We are using liquid morphine to stop the pain, which has been increasing. As reported last time, one week ago we were giving 0.25 ml every four hours. Now we have moved up to 0.5 ml every 2-3 hours. It can rise to 1 ml every two hours before they will start using other ‘cocktails’ to prevent pain. Eileen has been able to drink more, but all intake is up to her. If she is thirsty or hungry, she will ask and we will respond. The only food has been a few spoonful’s of apple sauce, even though she had a few bites of tuna-noodle casserole which was our supper and she loves it. It stayed down too!
Eileen sleeps much, but she is awake and responds when someone is here. Time remaining?
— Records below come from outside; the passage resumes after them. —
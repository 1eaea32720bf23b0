use sea_orm::Schema;
use sea_orm_migration::prelude::*;

pub mod geo_rule {
    use sea_orm::entity::prelude::*;
    use uuid::Uuid;

    #[derive(Clone, Debug, PartialEq, Eq, DeriveEntityModel)]
    #[sea_orm(table_name = "geo_rules")]
    pub struct Model {
        #[sea_orm(primary_key, auto_increment = false)]
        pub id: Uuid,
        pub profile_id: Uuid,
        #[sea_orm(column_type = "String(StringLen::N(16))")]
        pub scope: String,
        pub value: String,
        pub is_allowed: bool,
        #[sea_orm(column_type = "String(StringLen::N(16))")]
        pub tier: String,
        pub position: i32,
        pub created: DateTimeUtc,
    }

    #[derive(Copy, Clone, Debug, EnumIter, DeriveRelation)]
    pub enum Relation {}

    impl ActiveModelBehavior for ActiveModel {}
}

pub struct Migration;

impl MigrationName for Migration {
    fn name(&self) -> &str {
        "m00002_create_geo_rule"
    }
}

#[async_trait::async_trait]
impl MigrationTrait for Migration {
    async fn up(&self, manager: &SchemaManager) -> Result<(), DbErr> {
        let builder = manager.get_database_backend();
        let schema = Schema::new(builder);

        manager
            .create_table(schema.create_table_from_entity(geo_rule::Entity))
            .await?;

        manager
            .create_index(
                Index::create()
                    .name("ix_geo_rules_profile_position")
                    .table(geo_rule::Entity)
                    .col(geo_rule::Column::ProfileId)
                    .col(geo_rule::Column::Position)
                    .to_owned(),
            )
            .await
    }

    async fn down(&self, manager: &SchemaManager) -> Result<(), DbErr> {
        manager
            .drop_table(Table::drop().table(geo_rule::Entity).to_owned())
            .await
    }
}
#![allow(non_snake_case)]

pub mod BlockEntry;
pub mod GeoRule;
pub mod Profile;
pub mod TeaserConfig;
pub mod TeaserSession;
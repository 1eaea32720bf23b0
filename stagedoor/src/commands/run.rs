use anyhow::Result;
use futures::StreamExt;
use stagedoor_api::ApiServer;
use stagedoor_core::db::cleanup_db;
use stagedoor_core::Services;
use tracing::*;

use crate::config::{load_config, watch_config};

pub(crate) async fn command(cli: &crate::Cli) -> Result<()> {
    let version = env!("CARGO_PKG_VERSION");
    info!(%version, "Stagedoor");

    let config = load_config(&cli.config, true)?;
    let services = Services::new(config.clone()).await?;

    let mut server_futures = futures::stream::FuturesUnordered::new();

    if config.store.http.enable {
        server_futures.push(ApiServer::new(&services).run(*config.store.http.listen));
    }

    tokio::spawn({
        let services = services.clone();
        async move {
            loop {
                let retention = { services.config.lock().await.store.log.retention };
                let interval = retention / 10;
                match cleanup_db(&mut *services.db.lock().await, &retention).await {
                    Err(error) => error!(?error, "Failed to clean up the database"),
                    Ok(_) => debug!("Database cleaned up, next in {:?}", interval),
                }
                tokio::time::sleep(interval).await;
            }
        }
    });

    if console::user_attended() {
        info!("--------------------------------------------");
        info!("Stagedoor is now running.");
        if config.store.http.enable {
            info!("Serving the API on {}", *config.store.http.listen);
        }
        info!("--------------------------------------------");
    }

    drop(config);

    tokio::spawn(watch_config(cli.config.clone(), services.config.clone()));

    loop {
        tokio::select! {
            _ = tokio::signal::ctrl_c() => {
                std::process::exit(1);
            }
            result = server_futures.next(), if !server_futures.is_empty() => {
                match result {
                    Some(Err(error)) => {
                        error!(?error, "API server error");
                        std::process::exit(1);
                    },
                    None => break,
                    _ => (),
                }
            }
        }
    }

    info!("Exiting");
    Ok(())
}
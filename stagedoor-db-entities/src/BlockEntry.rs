use chrono::{DateTime, Utc};
use poem_openapi::{Enum, Object};
use sea_orm::entity::prelude::*;
use serde::Serialize;
use uuid::Uuid;

#[derive(Debug, PartialEq, Eq, Serialize, Clone, Enum, EnumIter, DeriveActiveEnum)]
#[sea_orm(rs_type = "String", db_type = "String(StringLen::N(32))")]
#[serde(rename_all = "snake_case")]
#[oai(rename_all = "snake_case")]
pub enum BlockReason {
    #[sea_orm(string_value = "harassment")]
    Harassment,
    #[sea_orm(string_value = "bad_language")]
    BadLanguage,
    #[sea_orm(string_value = "inappropriate_behavior")]
    InappropriateBehavior,
    #[sea_orm(string_value = "spam")]
    Spam,
    #[sea_orm(string_value = "other")]
    Other,
}

impl std::fmt::Display for BlockReason {
    fn fmt(&self, f: &mut std::fmt::Formatter<'_>) -> std::fmt::Result {
        let label = match self {
            Self::Harassment => "harassment",
            Self::BadLanguage => "bad language",
            Self::InappropriateBehavior => "inappropriate behavior",
            Self::Spam => "spam",
            Self::Other => "other",
        };
        f.write_str(label)
    }
}

#[derive(Clone, Debug, PartialEq, Eq, DeriveEntityModel, Serialize, Object)]
#[sea_orm(table_name = "block_entries")]
#[oai(rename = "BlockEntry")]
pub struct Model {
    #[sea_orm(primary_key, auto_increment = false)]
    pub id: Uuid,
    pub profile_id: Uuid,
    pub viewer_id: Option<Uuid>,
    pub viewer_ip: Option<String>,
    pub reason: BlockReason,
    #[sea_orm(column_type = "Text")]
    pub notes: String,
    pub created: DateTime<Utc>,
}

#[derive(Copy, Clone, Debug, EnumIter, DeriveRelation)]
pub enum Relation {
    #[sea_orm(
        belongs_to = "super::Profile::Entity",
        from = "Column::ProfileId",
        to = "super::Profile::Column::Id"
    )]
    Profile,
}

impl Related<super::Profile::Entity> for Entity {
    fn to() -> RelationDef {
        Relation::Profile.def()
    }
}

impl ActiveModelBehavior for ActiveModel {}
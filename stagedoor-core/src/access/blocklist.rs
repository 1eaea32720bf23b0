use std::sync::Arc;

use sea_orm::ActiveValue::Set;
use sea_orm::{
    ActiveModelTrait, ColumnTrait, DatabaseConnection, EntityTrait, ModelTrait, QueryFilter,
    TransactionTrait,
};
use stagedoor_common::{ProfileId, StagedoorError};
use stagedoor_db_entities::BlockEntry;
use stagedoor_db_entities::BlockEntry::BlockReason;
use tokio::sync::Mutex;
use tracing::*;
use uuid::Uuid;

/// Read-side of a profile's blocklist, plus the owner-facing mutations that
/// keep its invariants (a viewer is blocked at most once per profile).
pub struct BlockListEvaluator {
    db: Arc<Mutex<DatabaseConnection>>,
}

impl BlockListEvaluator {
    pub fn new(db: &Arc<Mutex<DatabaseConnection>>) -> Self {
        Self { db: db.clone() }
    }

    /// Returns the matching block entry, if any. The viewer-id entry is
    /// checked before the IP entry; the first hit wins and no reasons are
    /// aggregated.
    pub async fn find_block(
        &self,
        profile_id: ProfileId,
        viewer_id: Option<Uuid>,
        viewer_ip: &str,
    ) -> Result<Option<BlockEntry::Model>, StagedoorError> {
        let db = self.db.lock().await;

        if let Some(viewer_id) = viewer_id {
            let entry = BlockEntry::Entity::find()
                .filter(BlockEntry::Column::ProfileId.eq(profile_id))
                .filter(BlockEntry::Column::ViewerId.eq(viewer_id))
                .one(&*db)
                .await?;
            if entry.is_some() {
                return Ok(entry);
            }
        }

        Ok(BlockEntry::Entity::find()
            .filter(BlockEntry::Column::ProfileId.eq(profile_id))
            .filter(BlockEntry::Column::ViewerIp.eq(viewer_ip))
            .one(&*db)
            .await?)
    }

    /// Creates a block entry for a viewer id and/or an IP address.
    /// A duplicate block of the same viewer (or the same IP, for anonymous
    /// entries) is rejected rather than merged.
    pub async fn add_entry(
        &self,
        profile_id: ProfileId,
        viewer_id: Option<Uuid>,
        viewer_ip: Option<String>,
        reason: BlockReason,
        notes: String,
    ) -> Result<BlockEntry::Model, StagedoorError> {
        if viewer_id.is_none() && viewer_ip.is_none() {
            return Err(StagedoorError::MissingBlockSubject);
        }

        let db = self.db.lock().await;
        let txn = db.begin().await?;

        let existing = match viewer_id {
            Some(viewer_id) => {
                BlockEntry::Entity::find()
                    .filter(BlockEntry::Column::ProfileId.eq(profile_id))
                    .filter(BlockEntry::Column::ViewerId.eq(viewer_id))
                    .one(&txn)
                    .await?
            }
            None => {
                BlockEntry::Entity::find()
                    .filter(BlockEntry::Column::ProfileId.eq(profile_id))
                    .filter(BlockEntry::Column::ViewerId.is_null())
                    .filter(BlockEntry::Column::ViewerIp.eq(viewer_ip.clone()))
                    .one(&txn)
                    .await?
            }
        };
        if existing.is_some() {
            return Err(StagedoorError::DuplicateBlockEntry);
        }

        let entry = BlockEntry::ActiveModel {
            id: Set(Uuid::new_v4()),
            profile_id: Set(profile_id),
            viewer_id: Set(viewer_id),
            viewer_ip: Set(viewer_ip),
            reason: Set(reason),
            notes: Set(notes),
            created: Set(chrono::Utc::now()),
        }
        .insert(&txn)
        .await?;

        txn.commit().await?;

        info!(%profile_id, entry_id = %entry.id, "Viewer blocked");
        Ok(entry)
    }

    pub async fn remove_entry(
        &self,
        profile_id: ProfileId,
        entry_id: Uuid,
    ) -> Result<bool, StagedoorError> {
        let db = self.db.lock().await;

        let Some(entry) = BlockEntry::Entity::find_by_id(entry_id)
            .filter(BlockEntry::Column::ProfileId.eq(profile_id))
            .one(&*db)
            .await?
        else {
            return Ok(false);
        };

        entry.delete(&*db).await?;
        info!(%profile_id, %entry_id, "Viewer unblocked");
        Ok(true)
    }
}

#[cfg(test)]
mod tests {
    use std::sync::Arc;

    use tokio::sync::Mutex;

    use super::*;
    use crate::test_support::{connect_test_db, create_profile};

    #[tokio::test]
    async fn test_viewer_id_block_checked_before_ip() {
        let db = Arc::new(Mutex::new(connect_test_db().await));
        let profile_id = create_profile(&db).await;
        let evaluator = BlockListEvaluator::new(&db);

        let viewer_id = Uuid::new_v4();
        evaluator
            .add_entry(
                profile_id,
                Some(viewer_id),
                None,
                BlockReason::Harassment,
                "".into(),
            )
            .await
            .unwrap();
        evaluator
            .add_entry(
                profile_id,
                None,
                Some("192.0.2.1".into()),
                BlockReason::Spam,
                "".into(),
            )
            .await
            .unwrap();

        // Both the viewer id and the IP have entries; the viewer-id one wins
        let entry = evaluator
            .find_block(profile_id, Some(viewer_id), "192.0.2.1")
            .await
            .unwrap()
            .unwrap();
        assert_eq!(entry.reason, BlockReason::Harassment);

        // Anonymous viewer from the same IP falls through to the IP entry
        let entry = evaluator
            .find_block(profile_id, None, "192.0.2.1")
            .await
            .unwrap()
            .unwrap();
        assert_eq!(entry.reason, BlockReason::Spam);
    }

    #[tokio::test]
    async fn test_unblocked_viewer_is_not_matched() {
        let db = Arc::new(Mutex::new(connect_test_db().await));
        let profile_id = create_profile(&db).await;
        let evaluator = BlockListEvaluator::new(&db);

        assert!(evaluator
            .find_block(profile_id, Some(Uuid::new_v4()), "198.51.100.7")
            .await
            .unwrap()
            .is_none());
    }

    #[tokio::test]
    async fn test_duplicate_block_is_rejected() {
        let db = Arc::new(Mutex::new(connect_test_db().await));
        let profile_id = create_profile(&db).await;
        let evaluator = BlockListEvaluator::new(&db);

        let viewer_id = Uuid::new_v4();
        evaluator
            .add_entry(
                profile_id,
                Some(viewer_id),
                None,
                BlockReason::BadLanguage,
                "".into(),
            )
            .await
            .unwrap();

        let result = evaluator
            .add_entry(
                profile_id,
                Some(viewer_id),
                None,
                BlockReason::Other,
                "second attempt".into(),
            )
            .await;
        assert!(matches!(result, Err(StagedoorError::DuplicateBlockEntry)));

        let db = db.lock().await;
        let count = BlockEntry::Entity::find()
            .filter(BlockEntry::Column::ProfileId.eq(profile_id))
            .all(&*db)
            .await
            .unwrap()
            .len();
        assert_eq!(count, 1);
    }

    #[tokio::test]
    async fn test_block_entry_needs_a_subject() {
        let db = Arc::new(Mutex::new(connect_test_db().await));
        let profile_id = create_profile(&db).await;
        let evaluator = BlockListEvaluator::new(&db);

        let result = evaluator
            .add_entry(profile_id, None, None, BlockReason::Other, "".into())
            .await;
        assert!(matches!(result, Err(StagedoorError::MissingBlockSubject)));
    }

    #[tokio::test]
    async fn test_remove_entry() {
        let db = Arc::new(Mutex::new(connect_test_db().await));
        let profile_id = create_profile(&db).await;
        let evaluator = BlockListEvaluator::new(&db);

        let entry = evaluator
            .add_entry(
                profile_id,
                None,
                Some("203.0.113.9".into()),
                BlockReason::Spam,
                "".into(),
            )
            .await
            .unwrap();

        assert!(evaluator.remove_entry(profile_id, entry.id).await.unwrap());
        assert!(!evaluator.remove_entry(profile_id, entry.id).await.unwrap());
        assert!(evaluator
            .find_block(profile_id, None, "203.0.113.9")
            .await
            .unwrap()
            .is_none());
    }
}
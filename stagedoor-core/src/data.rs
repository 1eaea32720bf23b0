use chrono::{DateTime, Utc};
use poem_openapi::{Enum, Object};
use serde::Serialize;
use stagedoor_db_entities::GeoRule::Tier;

#[derive(Debug, Clone, PartialEq, Eq, Serialize, Enum)]
#[serde(rename_all = "snake_case")]
#[oai(rename_all = "snake_case")]
pub enum AccessLevel {
    Full,
    Teaser,
    Blocked,
}

/// The outcome of a single access check. Derived per request, never stored.
#[derive(Debug, Clone, Serialize, Object)]
#[serde(rename_all = "camelCase")]
#[oai(rename = "AccessDecision", rename_all = "camelCase")]
pub struct AccessDecision {
    pub access_level: AccessLevel,
    pub allowed: bool,
    pub reason: String,
    /// Only present while a teaser preview is running.
    #[serde(skip_serializing_if = "Option::is_none")]
    pub teaser_remaining_seconds: Option<i64>,
    /// Only present when access was denied for subscription reasons.
    #[serde(skip_serializing_if = "Option::is_none")]
    pub subscription_required: Option<Tier>,
    #[serde(skip_serializing_if = "Option::is_none")]
    pub message: Option<String>,
}

#[derive(Debug, Clone, Serialize, Object)]
#[serde(rename_all = "camelCase")]
#[oai(rename = "TeaserStatus", rename_all = "camelCase")]
pub struct TeaserStatus {
    pub active: bool,
    #[serde(skip_serializing_if = "Option::is_none")]
    pub remaining_seconds: Option<i64>,
    #[serde(skip_serializing_if = "Option::is_none")]
    pub expires_at: Option<DateTime<Utc>>,
    pub message: String,
}
use std::net::IpAddr;

use poem::web::Data;
use poem_openapi::param::{Path, Query};
use poem_openapi::payload::Json;
use poem_openapi::{ApiResponse, Object, OpenApi};
use stagedoor_common::{Location, StagedoorError};
use stagedoor_core::{AccessDecision, GeoResolver, Services, TeaserStatus};
use stagedoor_db_entities::TeaserConfig;
use uuid::Uuid;

pub struct Api;

#[derive(Object)]
#[oai(rename_all = "camelCase")]
struct AccessCheckRequest {
    viewer_id: Option<Uuid>,
    ip: String,
    /// Pre-resolved location, for callers that sit behind their own
    /// geo-IP integration. When absent, the configured resolver is used.
    location: Option<Location>,
}

#[derive(ApiResponse)]
enum AccessCheckResponse {
    #[oai(status = 200)]
    Ok(Json<AccessDecision>),

    #[oai(status = 400)]
    BadRequest(Json<String>),
}

#[derive(ApiResponse)]
enum TeaserStatusResponse {
    #[oai(status = 200)]
    Ok(Json<TeaserStatus>),

    #[oai(status = 400)]
    BadRequest(Json<String>),
}

#[OpenApi]
impl Api {
    #[oai(
        path = "/profile/:id/access-check",
        method = "post",
        operation_id = "check_access"
    )]
    async fn api_check_access(
        &self,
        services: Data<&Services>,
        id: Path<Uuid>,
        body: Json<AccessCheckRequest>,
    ) -> Result<AccessCheckResponse, StagedoorError> {
        let Ok(ip) = body.ip.parse::<IpAddr>() else {
            return Ok(AccessCheckResponse::BadRequest(Json("ip".into())));
        };

        let location = match &body.location {
            Some(location) => location.clone(),
            None => services
                .geo_resolver
                .lock()
                .await
                .resolve(ip)
                .await?
                .unwrap_or_default(),
        };

        let decision = services
            .access_engine
            .decide(id.0, body.viewer_id, &ip.to_string(), &location)
            .await?;

        Ok(AccessCheckResponse::Ok(Json(decision)))
    }

    #[oai(
        path = "/profile/:id/teaser-status",
        method = "get",
        operation_id = "get_teaser_status"
    )]
    async fn api_get_teaser_status(
        &self,
        services: Data<&Services>,
        id: Path<Uuid>,
        ip: Query<String>,
        viewer_id: Query<Option<Uuid>>,
    ) -> Result<TeaserStatusResponse, StagedoorError> {
        let Ok(ip) = ip.0.parse::<IpAddr>() else {
            return Ok(TeaserStatusResponse::BadRequest(Json("ip".into())));
        };

        let config = {
            let db = services.db.lock().await;
            TeaserConfig::Entity::get_or_create(&*db, id.0).await?
        };

        let status = services
            .teaser_sessions
            .status(id.0, viewer_id.0, &ip.to_string(), &config)
            .await?;

        Ok(TeaserStatusResponse::Ok(Json(status)))
    }
}
use std::sync::Arc;

use poem::web::Data;
use poem_openapi::param::Path;
use poem_openapi::payload::Json;
use poem_openapi::{ApiResponse, Object, OpenApi};
use sea_orm::ActiveValue::Set;
use sea_orm::{
    ActiveModelTrait, ColumnTrait, DatabaseConnection, EntityTrait, ModelTrait, QueryFilter,
    QueryOrder, TransactionTrait,
};
use stagedoor_common::StagedoorError;
use stagedoor_db_entities::GeoRule::{RuleScope, Tier};
use stagedoor_db_entities::{GeoRule, Profile};
use tokio::sync::Mutex;
use uuid::Uuid;

pub struct Api;

#[derive(Object)]
struct GeoRuleDataRequest {
    scope: RuleScope,
    value: String,
    is_allowed: bool,
    tier: Tier,
}

#[derive(ApiResponse)]
enum GetGeoRulesResponse {
    #[oai(status = 200)]
    Ok(Json<Vec<GeoRule::Model>>),
    #[oai(status = 404)]
    NotFound,
}

#[derive(ApiResponse)]
enum CreateGeoRuleResponse {
    #[oai(status = 201)]
    Created(Json<GeoRule::Model>),

    #[oai(status = 400)]
    BadRequest(Json<String>),

    #[oai(status = 404)]
    NotFound,
}

#[derive(ApiResponse)]
enum DeleteGeoRuleResponse {
    #[oai(status = 204)]
    Deleted,
    #[oai(status = 404)]
    NotFound,
}

#[OpenApi]
impl Api {
    #[oai(
        path = "/profile/:id/geo-rules",
        method = "get",
        operation_id = "get_geo_rules"
    )]
    async fn api_get_geo_rules(
        &self,
        db: Data<&Arc<Mutex<DatabaseConnection>>>,
        id: Path<Uuid>,
    ) -> Result<GetGeoRulesResponse, StagedoorError> {
        let db = db.lock().await;

        if Profile::Entity::find_by_id(id.0).one(&*db).await?.is_none() {
            return Ok(GetGeoRulesResponse::NotFound);
        }

        let rules = GeoRule::Entity::find()
            .filter(GeoRule::Column::ProfileId.eq(id.0))
            .order_by_asc(GeoRule::Column::Position)
            .all(&*db)
            .await?;

        Ok(GetGeoRulesResponse::Ok(Json(rules)))
    }

    #[oai(
        path = "/profile/:id/geo-rules",
        method = "post",
        operation_id = "create_geo_rule"
    )]
    async fn api_create_geo_rule(
        &self,
        db: Data<&Arc<Mutex<DatabaseConnection>>>,
        id: Path<Uuid>,
        body: Json<GeoRuleDataRequest>,
    ) -> Result<CreateGeoRuleResponse, StagedoorError> {
        if body.value.is_empty() {
            return Ok(CreateGeoRuleResponse::BadRequest(Json("value".into())));
        }

        let db = db.lock().await;

        if Profile::Entity::find_by_id(id.0).one(&*db).await?.is_none() {
            return Ok(CreateGeoRuleResponse::NotFound);
        }

        // Rules are evaluated in creation order; the position counter is
        // assigned inside the transaction so it stays gapless-monotonic
        // under concurrent creates.
        let txn = db.begin().await?;

        let last = GeoRule::Entity::find()
            .filter(GeoRule::Column::ProfileId.eq(id.0))
            .order_by_desc(GeoRule::Column::Position)
            .one(&txn)
            .await?;
        let position = last.map(|rule| rule.position + 1).unwrap_or(0);

        let rule = GeoRule::ActiveModel {
            id: Set(Uuid::new_v4()),
            profile_id: Set(id.0),
            scope: Set(body.scope.clone()),
            value: Set(body.value.clone()),
            is_allowed: Set(body.is_allowed),
            tier: Set(body.tier.clone()),
            position: Set(position),
            created: Set(chrono::Utc::now()),
        }
        .insert(&txn)
        .await?;

        txn.commit().await?;

        Ok(CreateGeoRuleResponse::Created(Json(rule)))
    }

    #[oai(
        path = "/profile/:id/geo-rules/:rule_id",
        method = "delete",
        operation_id = "delete_geo_rule"
    )]
    async fn api_delete_geo_rule(
        &self,
        db: Data<&Arc<Mutex<DatabaseConnection>>>,
        id: Path<Uuid>,
        rule_id: Path<Uuid>,
    ) -> Result<DeleteGeoRuleResponse, StagedoorError> {
        let db = db.lock().await;

        let rule = GeoRule::Entity::find_by_id(rule_id.0)
            .filter(GeoRule::Column::ProfileId.eq(id.0))
            .one(&*db)
            .await?;

        match rule {
            Some(rule) => {
                rule.delete(&*db).await?;
                Ok(DeleteGeoRuleResponse::Deleted)
            }
            None => Ok(DeleteGeoRuleResponse::NotFound),
        }
    }
}
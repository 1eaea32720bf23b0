mod commands;
mod config;
mod logging;

use std::path::PathBuf;

use anyhow::Result;
use clap::Parser;

use crate::logging::init_logging;

#[derive(clap::Parser)]
#[clap(author, version, about, long_about = None)]
#[clap(propagate_version = true)]
struct Cli {
    #[clap(subcommand)]
    command: Commands,

    #[clap(long, short)]
    config: PathBuf,
}

#[derive(clap::Subcommand)]
enum Commands {
    /// Run Stagedoor
    Run,
    /// Validate config file
    Check,
}

#[tokio::main]
async fn main() -> Result<()> {
    init_logging();

    let cli = Cli::parse();

    match &cli.command {
        Commands::Run => crate::commands::run::command(&cli).await,
        Commands::Check => crate::commands::check::command(&cli).await,
    }
}
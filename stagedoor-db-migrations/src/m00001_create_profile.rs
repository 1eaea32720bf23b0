use sea_orm::Schema;
use sea_orm_migration::prelude::*;

pub mod profile {
    use sea_orm::entity::prelude::*;
    use uuid::Uuid;

    #[derive(Clone, Debug, PartialEq, Eq, DeriveEntityModel)]
    #[sea_orm(table_name = "profiles")]
    pub struct Model {
        #[sea_orm(primary_key, auto_increment = false)]
        pub id: Uuid,
        pub name: String,
        #[sea_orm(column_type = "Text")]
        pub description: String,
        pub created: DateTimeUtc,
    }

    #[derive(Copy, Clone, Debug, EnumIter, DeriveRelation)]
    pub enum Relation {}

    impl ActiveModelBehavior for ActiveModel {}
}

pub struct Migration;

impl MigrationName for Migration {
    fn name(&self) -> &str {
        "m00001_create_profile"
    }
}

#[async_trait::async_trait]
impl MigrationTrait for Migration {
    async fn up(&self, manager: &SchemaManager) -> Result<(), DbErr> {
        let builder = manager.get_database_backend();
        let schema = Schema::new(builder);

        manager
            .create_table(schema.create_table_from_entity(profile::Entity))
            .await
    }

    async fn down(&self, manager: &SchemaManager) -> Result<(), DbErr> {
        manager
            .drop_table(Table::drop().table(profile::Entity).to_owned())
            .await
    }
}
Just a guess, but a few weeks at best, like two or three. It will be when it will be, but she is in minimal pain, as she asked God. She cannot stand on her own, and it is a two-person job to move her from bed to wheelchair or commode or chair in living room. One to hold her and shift her to new position, one to move chair or whatever she needs for desired place, and to help to ease her up or down as the case may be. She is still fighting having a hospital bed, as that will spoil the orderliness of the house. (How she loves our house and the order she has built with the arrangements!) We have arranged our king bed to be able to sit her up, and she is satisfied with all. Luckily, our children are strong, especially our daughter Janet who has taken up circus aerial performance as a hobby, and has a VERY strong core.
Eileen certainly knows what is going on, and questioned the social worker closely about what to expect. She is happy with that, and understands that this is part of life. She is to expect a slow slide towards constant sleeping or dozing, still able to respond by touch or squeeze, eye contact, or other means, then a slide onto a coma or semi-coma just before the end.
I am in tears with gratitude with all we have encountered in all phases over the past year of this journey. Gentleness and warmth and patience have marked every step. Only love and care marked all participants, from the very first diagnosis, when the doctor, with tears in eyes and voice, told us what he had found. And the love we have received from friends can not be overstated. Tears are common now, but many are tears of gratitude for all that has been given us. The smiles that greet us in all places is a wonder, and a sign, to us, of the love of God shining forth.
Oh Gentle Lover, how I am leaning on you at this time. Your Love has filled every moment of this journey, even giving Eileen the time for a wonderful holiday time. We bow before You, and accept this part of life aspart of life. Each day is a blessing, and each day gives me one more day love all my family. The wonder of family love and care, yes, laughter and joy amid the sorrow of the journey, is truly a wonder to behold. Just to have the time to sit and gently rub her hand is a joy You give me each day at this time. The love is overwhelming in the middle of the grief of letting her go on with joy.